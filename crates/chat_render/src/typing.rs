//! TypingAnimator - Time-driven incremental reveal of a fixed text
//!
//! A run reveals prefixes of its text one character at a time, one per
//! interval of `1 / rate`, then signals completion exactly once. Runs are keyed
//! by `(text, rate)`: asking to animate a different key cancels the current run
//! and starts over, while the same key leaves it alone. The run owns its
//! timer, so dropping the run (restart, [`TypingAnimator::cancel`] or dropping
//! the animator) releases it and nothing is emitted afterwards.

use std::fmt;
use std::num::NonZeroU32;
use std::time::Duration;

use thiserror::Error;
use tokio::time::{self, Instant, Interval, MissedTickBehavior};
use tracing::trace;

#[derive(Error, Debug, Clone, PartialEq, Eq)]
pub enum RevealRateError {
    #[error("reveal rate must be at least one character per second")]
    Zero,
    #[error("reveal rate must not exceed {max} characters per second, got {got}")]
    TooFast { max: u32, got: u32 },
}

/// Characters revealed per second.
#[derive(Debug, Clone, Copy, PartialEq, Eq, Hash)]
pub struct RevealRate(NonZeroU32);

impl RevealRate {
    /// Fastest rate whose interval is still at least one nanosecond.
    pub const MAX: u32 = 1_000_000_000;

    pub fn new(chars_per_second: u32) -> Result<Self, RevealRateError> {
        if chars_per_second > Self::MAX {
            return Err(RevealRateError::TooFast {
                max: Self::MAX,
                got: chars_per_second,
            });
        }
        NonZeroU32::new(chars_per_second)
            .map(Self)
            .ok_or(RevealRateError::Zero)
    }

    pub fn chars_per_second(self) -> u32 {
        self.0.get()
    }

    /// Time between two reveals.
    pub fn interval(self) -> Duration {
        Duration::from_secs(1) / self.0.get()
    }
}

impl fmt::Display for RevealRate {
    fn fmt(&self, f: &mut fmt::Formatter<'_>) -> fmt::Result {
        write!(f, "{} chars/s", self.chars_per_second())
    }
}

/// One step of a run.
#[derive(Debug, Clone, PartialEq, Eq)]
pub enum TypingFrame {
    /// The text revealed so far (a prefix one character longer than the last).
    Reveal(String),
    /// The whole text is shown; emitted once per run.
    Complete,
}

struct TypingRun {
    text: String,
    rate: RevealRate,
    /// Byte offset of the end of each character.
    ends: Vec<usize>,
    revealed: usize,
    ticker: Option<Interval>,
    completed: bool,
}

impl TypingRun {
    fn new(text: String, rate: RevealRate) -> Self {
        let ends = text
            .char_indices()
            .map(|(start, c)| start + c.len_utf8())
            .collect();
        Self {
            text,
            rate,
            ends,
            revealed: 0,
            ticker: None,
            completed: false,
        }
    }

    fn displayed(&self) -> &str {
        match self.revealed {
            0 => "",
            n => &self.text[..self.ends[n - 1]],
        }
    }

    fn is_fully_revealed(&self) -> bool {
        self.revealed == self.ends.len()
    }

    async fn tick(&mut self) {
        let period = self.rate.interval();
        let ticker = self.ticker.get_or_insert_with(|| {
            let mut ticker = time::interval_at(Instant::now() + period, period);
            ticker.set_missed_tick_behavior(MissedTickBehavior::Delay);
            ticker
        });
        ticker.tick().await;
    }
}

/// Drives at most one reveal run at a time.
#[derive(Default)]
pub struct TypingAnimator {
    run: Option<TypingRun>,
    on_complete: Option<Box<dyn FnMut() + Send>>,
}

impl fmt::Debug for TypingAnimator {
    fn fmt(&self, f: &mut fmt::Formatter<'_>) -> fmt::Result {
        f.debug_struct("TypingAnimator")
            .field("text", &self.text())
            .field("displayed", &self.displayed())
            .field("complete", &self.is_complete())
            .finish()
    }
}

impl TypingAnimator {
    pub fn new() -> Self {
        Self::default()
    }

    /// Animate `text` at `rate`.
    ///
    /// Returns `true` if a new run started. If the current run already has the
    /// same text and rate (running or complete) it is left untouched.
    pub fn animate(&mut self, text: &str, rate: RevealRate) -> bool {
        if let Some(run) = &self.run {
            if run.text == text && run.rate == rate {
                return false;
            }
            trace!("Restarting reveal ({} -> {} chars)", run.ends.len(), text.chars().count());
        }
        self.run = Some(TypingRun::new(text.to_string(), rate));
        true
    }

    /// Replace the completion callback. The current run is not affected.
    pub fn set_on_complete<F>(&mut self, callback: F)
    where
        F: FnMut() + Send + 'static,
    {
        self.on_complete = Some(Box::new(callback));
    }

    /// Stop the current run and release its timer.
    pub fn cancel(&mut self) {
        self.run = None;
    }

    /// Wait for the next frame of the current run.
    ///
    /// Returns `None` when there is no run or it has already completed.
    /// Cancel safe: dropping the future before it resolves loses no frame.
    pub async fn next(&mut self) -> Option<TypingFrame> {
        let run = self.run.as_mut()?;
        if run.completed {
            return None;
        }

        if !run.is_fully_revealed() {
            run.tick().await;
            run.revealed += 1;
            return Some(TypingFrame::Reveal(run.displayed().to_string()));
        }

        run.completed = true;
        run.ticker = None;
        if let Some(callback) = self.on_complete.as_mut() {
            callback();
        }
        Some(TypingFrame::Complete)
    }

    /// Text of the current run, if any.
    pub fn text(&self) -> Option<&str> {
        self.run.as_ref().map(|run| run.text.as_str())
    }

    /// The prefix revealed so far.
    pub fn displayed(&self) -> &str {
        self.run.as_ref().map(TypingRun::displayed).unwrap_or("")
    }

    /// A run exists and has not signalled completion.
    pub fn is_active(&self) -> bool {
        self.run.as_ref().is_some_and(|run| !run.completed)
    }

    pub fn is_complete(&self) -> bool {
        self.run.as_ref().is_some_and(|run| run.completed)
    }

    /// Whether the run currently holds a timer.
    pub fn holds_timer(&self) -> bool {
        self.run.as_ref().is_some_and(|run| run.ticker.is_some())
    }
}
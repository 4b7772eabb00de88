//! Maps a failed request onto the terminal state of its placeholder.

use chat_core::MessagePatch;

/// Detail shown when a failure carries no description of its own.
pub const FALLBACK_DETAIL: &str = "Request failed";

/// Text shown in place of an answer for a failed request.
pub fn error_text(detail: Option<&str>) -> String {
    let detail = detail
        .map(str::trim)
        .filter(|d| !d.is_empty())
        .unwrap_or(FALLBACK_DETAIL);
    format!("Error: {detail}")
}

/// Patch for a failed request: error text, no citations, rendered immediately.
pub fn error_patch(detail: Option<&str>) -> MessagePatch {
    MessagePatch::failure(error_text(detail))
}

#### Exercise instructions
All that belongs in the answer is the run of lines above from the line containing "already has the" through the line containing "has already completed.", exactly as written.

#### Completed task
    /// Returns `true` if a new run started. If the current run already has the
    /// same text and rate (running or complete) it is left untouched.
    pub fn animate(&mut self, text: &str, rate: RevealRate) -> bool {
        if let Some(run) = &self.run {
            if run.text == text && run.rate == rate {
                return false;
            }
            trace!("Restarting reveal ({} -> {} chars)", run.ends.len(), text.chars().count());
        }
        self.run = Some(TypingRun::new(text.to_string(), rate));
        true
    }

    /// Replace the completion callback. The current run is not affected.
    pub fn set_on_complete<F>(&mut self, callback: F)
    where
        F: FnMut() + Send + 'static,
    {
        self.on_complete = Some(Box::new(callback));
    }

    /// Stop the current run and release its timer.
    pub fn cancel(&mut self) {
        self.run = None;
    }

    /// Wait for the next frame of the current run.
    ///
    /// Returns `None` when there is no run or it has already completed.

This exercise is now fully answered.